Perlombaan jalur bahkan sering diadakan dalam rangka memperingati hari-hari penting kerajaan maupun perayaan yang ditetapkan pemerintah kolonial, misalnya ulang tahun Ratu Belanda.
Pada fase ini, pacu jalur berkembang dari sekadar tradisi lokal menjadi tontonan massal yang menarik perhatian luas.
3. Era Kemerdekaan Indonesia (1945 – 1970-an)
Setelah Indonesia merdeka, pacu jalur tetap bertahan sebagai salah satu acara kebudayaan rakyat.
Pemerintah daerah Kuantan Singingi bersama masyarakat menjadikan pacu jalur sebagai pesta tahunan yang digelar setiap bulan Agustus untuk memperingati Hari Kemerdekaan Republik Indonesia.
Tradisi ini memperkuat posisi pacu jalur sebagai warisan budaya yang memiliki nilai kebangsaan selain nilai kedaerahan.
4. Era Kontemporer (1980-an – Sekarang)
Memasuki dekade 1980-an hingga kini, pacu jalur semakin populer dan dianggap sebagai salah satu ikon budaya Riau.
Pemerintah daerah mengemas pacu jalur sebagai atraksi wisata budaya yang mendatangkan wisatawan domestik maupun internasional.

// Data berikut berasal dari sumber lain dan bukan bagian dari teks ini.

#![allow(dead_code)]
/*
  The constant tables below are derived from https://github.com/zephyrproject-rtos/zephyr/blob/main/drivers/video/gc2145.c
  with the following license:

 * Copyright (c) 2024 Felipe Neves
 *
 * SPDX-License-Identifier: Apache-2.0
*/

pub(crate) const GC2145_REG_AMODE1: u8 = 0x17;
pub(crate) const GC2145_AMODE1_WINDOW_MASK: u8 = 0xFC;
pub(crate) const GC2145_REG_AMODE1_DEF: u8 = 0x14;
pub(crate) const GC2145_REG_OUTPUT_FMT: u8 = 0x84;
pub(crate) const GC2145_REG_OUTPUT_FMT_MASK: u8 = 0x1F;
pub(crate) const GC2145_REG_OUTPUT_FMT_RGB565: u8 = 0x06;
pub(crate) const GC2145_REG_OUTPUT_FMT_YCBYCR: u8 = 0x02;
pub(crate) const GC2145_REG_SYNC_MODE: u8 = 0x86;
pub(crate) const GC2145_REG_SYNC_MODE_DEF: u8 = 0x23;
pub(crate) const GC2145_REG_SYNC_MODE_COL_SWITCH: u8 = 0x10;
pub(crate) const GC2145_REG_SYNC_MODE_ROW_SWITCH: u8 = 0x20;
pub(crate) const GC2145_REG_RESET: u8 = 0xFE;
pub(crate) const GC2145_REG_SW_RESET: u8 = 0x80;
pub(crate) const GC2145_SET_P0_REGS: u8 = 0x00;
pub(crate) const GC2145_REG_CROP_ENABLE: u8 = 0x90;
pub(crate) const GC2145_CROP_SET_ENABLE: u8 = 0x01;
pub(crate) const GC2145_REG_BLANK_WINDOW_BASE: u8 = 0x09;
pub(crate) const GC2145_REG_WINDOW_BASE: u8 = 0x91;
pub(crate) const GC2145_REG_SUBSAMPLE: u8 = 0x99;
pub(crate) const GC2145_REG_SUBSAMPLE_MODE: u8 = 0x9A;
pub(crate) const GC2145_SUBSAMPLE_MODE_SMOOTH: u8 = 0x0E;
pub(crate) const GC2145_PIDH: u8 = 0xF0;
pub(crate) const GC2145_PIDL: u8 = 0xF1;
pub(crate) const GC2145_I2C_ID: u8 = 0xFB;

pub(crate) const UXGA_HSIZE: u16 = 1600;
pub(crate) const UXGA_VSIZE: u16 = 1200;
#[global_allocator]
static ALLOCATOR: linked_list_allocator::LockedHeap = linked_list_allocator::LockedHeap::empty();

pub const RAM_SIZE: usize = utralib::generated::HW_SRAM_MEM_LEN;
pub const RAM_BASE: usize = utralib::generated::HW_SRAM_MEM;
pub const SIGBLOCK_LEN: usize = 768; // this is adjusted inside builder.rs, in the sign-image invocation

const DATA_SIZE_BYTES: usize = 0x6000;
pub const HEAP_START: usize = RAM_BASE + DATA_SIZE_BYTES;
pub const HEAP_LEN: usize = 1024 * 256;

// scratch page for exceptions
//   - scratch data is stored in positive offsets from here
//   - exception stack is stored in negative offsets from here, hence the +4096
// total occupied area is [HEAP_START + HEAP_LEN..HEAP_START + HEAP_LEN + 8192]
pub const SCRATCH_PAGE: usize = HEAP_START + HEAP_LEN + 4096;

pub const FREE_MEM_START: usize = SCRATCH_PAGE + 16384;
pub const STACK_LEN: usize = 128 * 1024; // 128k for stack is more than enough (usually <16k)
pub const FREE_MEM_LEN: usize = (RAM_BASE + RAM_SIZE) - FREE_MEM_START - STACK_LEN;

// NOTE: this forces the mapping to be the same on both baosec and dabao
pub const UART_IFRAM_ADDR: usize = bao1x_hal::board::UART_DMA_TX_BUF_PHYS;

const SAFE_FCLK_FREQUENCY: u32 = 350_000_000;

// Dabao port/pin constants have to be vendored in because this crate is compiled with baosec as the target.
const DABAO_SE0_PIN: u8 = 13;
const DABAO_SE0_PORT: IoxPort = IoxPort::PC;

pub fn setup_dabao_boot_pin<T: IoSetup + IoGpio>(iox: &T) -> (IoxPort, u8) {
    iox.setup_pin(
        DABAO_SE0_PORT,
        DABAO_SE0_PIN,
        Some(IoxDir::Input),
        Some(IoxFunction::Gpio),
        Some(IoxEnable::Enable), // enable the schmitt trigger on this pad
        Some(IoxEnable::Enable), // enable the pullup
        None,
        None,
    );
    (DABAO_SE0_PORT, DABAO_SE0_PIN)
}

pub fn setup_dabao_se0_pin<T: IoSetup + IoGpio>(iox: &T) -> (IoxPort, u8) {
    iox.setup_pin(
        DABAO_SE0_PORT,
        DABAO_SE0_PIN,
        Some(IoxDir::Output),
        Some(IoxFunction::Gpio),
        None,
        Some(IoxEnable::Enable),
        Some(IoxEnable::Enable),
        Some(IoxDriveStrength::Drive2mA),
    );
    (DABAO_SE0_PORT, DABAO_SE0_PIN)
}
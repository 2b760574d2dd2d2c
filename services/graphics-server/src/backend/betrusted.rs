use crate::api::Point;
use crate::api::{LINES, WIDTH};
use susres::{RegManager, RegOrField, SuspendResume};
use utralib::generated::*;
use xous::MemoryRange;

pub const FB_WIDTH_WORDS: usize = 11;
pub const FB_WIDTH_PIXELS: usize = WIDTH as usize;
pub const FB_LINES: usize = LINES as usize;
pub const FB_SIZE: usize = FB_WIDTH_WORDS * FB_LINES; // 44 bytes by 536 lines
const CONFIG_CLOCK_FREQUENCY: u32 = 100_000_000;

pub struct MainThreadToken(());

pub enum Never {}

#[inline]
pub fn claim_main_thread(f: impl FnOnce(MainThreadToken) -> Never + Send + 'static) -> ! {
    // Just call the closure - this backend will work on any thread
    #[allow(unreachable_code)] // false positive
    match f(MainThreadToken(())) {}
}

pub struct XousDisplay {
    fb: MemoryRange,
    hwfb: MemoryRange,
    srfb: [u32; FB_SIZE],
    csr: utralib::CSR<u32>,
    susres: RegManager<{ utra::memlcd::MEMLCD_NUMREGS }>,
}

impl XousDisplay {
    pub fn new(_main_thread_token: MainThreadToken) -> XousDisplay {
        let fb = xous::syscall::map_memory(
            None,
            None,
            ((FB_WIDTH_WORDS * FB_LINES * 4) + 4096) & !4095,
            xous::MemoryFlags::R | xous::MemoryFlags::W,
        )
        .expect("couldn't map backing frame buffer");
        let temp: *mut [u32; FB_SIZE] = fb.as_mut_ptr() as *mut [u32; FB_SIZE];
        for words in 0..FB_SIZE {
            unsafe {
                (*temp)[words] = 0xFFFF_FFFF;
            }
        }

        let hwfb = xous::syscall::map_memory(
            xous::MemoryAddress::new(HW_MEMLCD_MEM),
            None,
            ((FB_WIDTH_WORDS * FB_LINES * 4) + 4096) & !4095,
            xous::MemoryFlags::R | xous::MemoryFlags::W,
        )
        .expect("couldn't map hardware frame buffer");
        let temp: *mut [u32; FB_SIZE] = hwfb.as_mut_ptr() as *mut [u32; FB_SIZE];
        for words in 0..FB_SIZE {
            unsafe {
                (*temp)[words] = 0xFFFF_FFFF;
            }
        }

        let control = xous::syscall::map_memory(
            xous::MemoryAddress::new(HW_MEMLCD_BASE),
            None,
            4096,
            xous::MemoryFlags::R | xous::MemoryFlags::W,
        )
        .expect("couldn't map control port");

        let mut display = XousDisplay {
            fb,
            hwfb,
            csr: CSR::new(control.as_mut_ptr() as *mut u32),
            susres: RegManager::new(control.as_mut_ptr() as *mut u32),
            srfb: [0u32; FB_SIZE],
        };

        display.set_clock(CONFIG_CLOCK_FREQUENCY);
        display
            .susres
            .push(RegOrField::Field(utra::memlcd::PRESCALER_PRESCALER), None);

        /*
        use log::{error, info};
        info!("GFX: fb 0x{:08x} bytes at 0x{:08x}", usize::from(fb.size), usize::from(fb.addr));
        info!("GFX: hwfb 0x{:08x} bytes at 0x{:08x}", usize::from(hwfb.size), usize::from(hwfb.addr));
        info!("GFX: csr 0x{:08x} bytes at 0x{:08x}", usize::from(control.size), usize::from(control.addr));
        */

        display
    }

    /// This should only be called to initialize the panic handler with its own
    /// copy of hardware registers.
    ///
    /// # Safety
    ///
    /// The addresses of these structures are passed as `u32` and unsafely cast back
    /// into pointers on the user's side. We do this because the panic handler is special:
    /// it grabs ahold of the low-level hardware, yanking control from the higher level
    /// control functons, without having to map its own separate pages.
    ///
    /// Of course, "anyone" with a copy of this data can clobber existing graphics operations. Thus,
    /// any access to these registers have to be protected with a mutex of some form. In the case of
    /// the panic handler, the `is_panic` `AtomicBool` will suppress graphics loop operation
    /// in the case of a panic.
    pub unsafe fn hw_regs(&self) -> (u32, u32) {
        (
            self.hwfb.as_mut_ptr() as u32,
            self.csr.base as u32
        )
    }

    pub fn stash(&mut self) {
        let fb = unsafe{core::slice::from_raw_parts_mut(self.fb.as_mut_ptr() as *mut u32, FB_SIZE)};
        for lines in 0..FB_LINES {
            // set the dirty bits prior to stashing the frame buffer
            fb[lines * FB_WIDTH_WORDS + (FB_WIDTH_WORDS - 1)] |= 0x1_0000;
        }
        let srfb_ptr = self.srfb.as_mut_ptr() as *mut u32;
        for (index, &src) in fb.iter().enumerate() {
            unsafe{srfb_ptr.add(index).write_volatile(src)};
        }
    }
    pub fn pop(&mut self) {
        let fb: &mut [u32] = self.fb.as_slice_mut();
        // skip copying the status bar, so that the status info is not overwritten by the pop.
        // this is "fixed" at 32 pixels high (2 * Cjk glyph height hint) per line 79 in gam/src/main.rs
        fb[FB_WIDTH_WORDS * 32..FB_SIZE].copy_from_slice(&self.srfb[FB_WIDTH_WORDS * 32..FB_SIZE]);
        self.redraw();
    }

    pub fn suspend(&mut self) {
        while self.busy() {
            // just wait until any pending FB operations are done
        }
        let fb = unsafe{core::slice::from_raw_parts_mut(self.fb.as_mut_ptr() as *mut u32, FB_SIZE)};
        for lines in 0..FB_LINES {
            // set the dirty bits prior to stashing the frame buffer
            fb[lines * FB_WIDTH_WORDS + (FB_WIDTH_WORDS - 1)] |= 0x1_0000;
        }
        let srfb_ptr = self.srfb.as_mut_ptr() as *mut u32;
        for (index, &src) in fb.iter().enumerate() {
            unsafe{srfb_ptr.add(index).write_volatile(src)};
        }
        self.susres.suspend();

        let note = crate::sleep_note::LOGO_MAP;
        let note_lines = note.len() / FB_WIDTH_WORDS;
        let note_start_line = (FB_LINES - note_lines) / 2;
        let note_end_line = note_start_line + note_lines;
        let hwfb: *mut [u32; FB_SIZE] = self.hwfb.as_mut_ptr() as *mut [u32; FB_SIZE];

        for lines in 0..FB_LINES {
            for words in 0..FB_WIDTH_WORDS {
                if lines >= note_start_line && lines < note_end_line {
                    // We're on a line that has the 'Sleeping...' note.
                    // Draw it into the frame buffer.
                    let note_index = ((lines - note_start_line) * FB_WIDTH_WORDS) + words;
                    unsafe {
                        (*hwfb)[words + lines * FB_WIDTH_WORDS] = note[note_index];
                    }
                } else {
                    // We're not on a line that has the note. Clear the pixels,
                    // since we don't want any secrets to linger in the framebuffer
                    // and stay visible on the persistent display while the device is
                    // sleeping.
                    unsafe {
                        (*hwfb)[words + lines * FB_WIDTH_WORDS] = 0xFFFF_FFFF;
                    }
                }
            }

             // set the dirty bits
            unsafe {
                (*hwfb)[lines * FB_WIDTH_WORDS + (FB_WIDTH_WORDS - 1)] |= 0x1_0000;
            }
        }

        self.update_dirty();
        while self.busy() {
            // busy wait, blocking suspend until this has happened
        }
    }
    pub fn resume(&mut self) {
        self.susres.resume();
        let fb: &mut [u32] = self.fb.as_slice_mut();
        fb[..FB_SIZE].copy_from_slice(&self.srfb);

        self.redraw();
    }

    pub fn screen_size(&self) -> Point {
        Point::new(FB_WIDTH_PIXELS as i16, FB_LINES as i16)
    }

    pub fn redraw(&mut self) {
        let mut busy_count = 0;
        let mut dirty_count = 0;
        while self.busy() {
            xous::yield_slice();
            busy_count += 1;
        }
        let fb: *mut [u32; FB_SIZE] = self.fb.as_mut_ptr() as *mut [u32; FB_SIZE];
        let hwfb: *mut [u32; FB_SIZE] = self.hwfb.as_mut_ptr() as *mut [u32; FB_SIZE];
        for words in 0..FB_SIZE {
            unsafe {
                (*hwfb)[words] = (*fb)[words];
            }
        }
        self.update_dirty();
        // clear all the dirty bits, under the theory that it's time-wise cheaper on average
        // to visit every line and clear the dirty bits than it is to do an update_all()
        for lines in 0..FB_LINES {
            if unsafe { (*fb)[lines * FB_WIDTH_WORDS + (FB_WIDTH_WORDS - 1)] & 0xFFFF_0000 } != 0x0
            {
                dirty_count += 1;
            }
            unsafe {
                (*fb)[lines * FB_WIDTH_WORDS + (FB_WIDTH_WORDS - 1)] &= 0x0000_FFFF;
            }
        }
        log::trace!("redraw {}/{}", busy_count, dirty_count);
    }

    pub fn native_buffer(&mut self) -> &mut [u32; FB_SIZE] {
        unsafe { &mut *(self.fb.as_mut_ptr() as *mut [u32; FB_SIZE]) }
    }

    pub fn blit_screen(&mut self, bmp: &[u32]) {
        let framebuffer = self.fb.as_mut_ptr() as *mut u32;

        for words in 0..FB_SIZE {
            unsafe {
                framebuffer.add(words).write_volatile(bmp[words]);
            }
        }
        self.update_all();

        while self.busy() {}
    }

    pub fn as_slice(&self) -> &[u32] {
        &self.fb.as_slice::<u32>()[..FB_SIZE]
    }

    /// Beneath this line are pure-HAL layer, and should not be user-visible

    ///
    fn set_clock(&mut self, clk_mhz: u32) {
        self.csr
            .wfo(utra::memlcd::PRESCALER_PRESCALER, (clk_mhz / 2_000_000) - 1);
    }

    fn update_all(&mut self) {
        self.csr.wfo(utra::memlcd::COMMAND_UPDATEALL, 1);
    }

    fn update_dirty(&mut self) {
        self.csr.wfo(utra::memlcd::COMMAND_UPDATEDIRTY, 1);
    }

    /// "synchronous clear" -- must be called on init, so that the state of the LCD
    /// internal memory is consistent with the state of the frame buffer
    /*
    fn sync_clear(&mut self) {
        let framebuffer = self.fb.as_mut_ptr() as *mut u32;
        for words in 0..FB_SIZE {
            if words % FB_WIDTH_WORDS != 10 {
                unsafe { framebuffer.add(words).write_volatile(0xFFFF_FFFF) };
            } else {
                unsafe { framebuffer.add(words).write_volatile(0x0000_FFFF) };
            }
        }
        self.update_all(); // because we force an all update here
        while self.busy() {}
    }
    */

    fn busy(&self) -> bool {
        self.csr.rf(utra::memlcd::BUSY_BUSY) == 1
    }

    pub fn set_devboot(&mut self, ena: bool) {
        if ena {
            self.csr.wfo(utra::memlcd::DEVBOOT_DEVBOOT, 1);
        } else {
            self.csr.wfo(utra::memlcd::DEVBOOT_DEVBOOT, 0);
        }
    }
}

Tahun 2012, Kementerian Pendidikan dan Kebudayaan Republik Indonesia menetapkan pacu jalur sebagai Warisan Budaya Takbenda (WBTb) Indonesia, memperkuat posisi hukumnya sebagai budaya asli bangsa.
Makna Budaya Pacu Jalur
Pacu Jalur bukan sekadar perlombaan mendayung perahu panjang, melainkan tradisi yang memiliki dimensi sosial, budaya, dan spiritual.
1. Simbol Gotong Royong: Pembuatan jalur dilakukan secara kolektif oleh satu kampung. Dari penebangan kayu di hutan, pengerjaan perahu, hingga persiapan perlombaan, semuanya dikerjakan bersama-sama.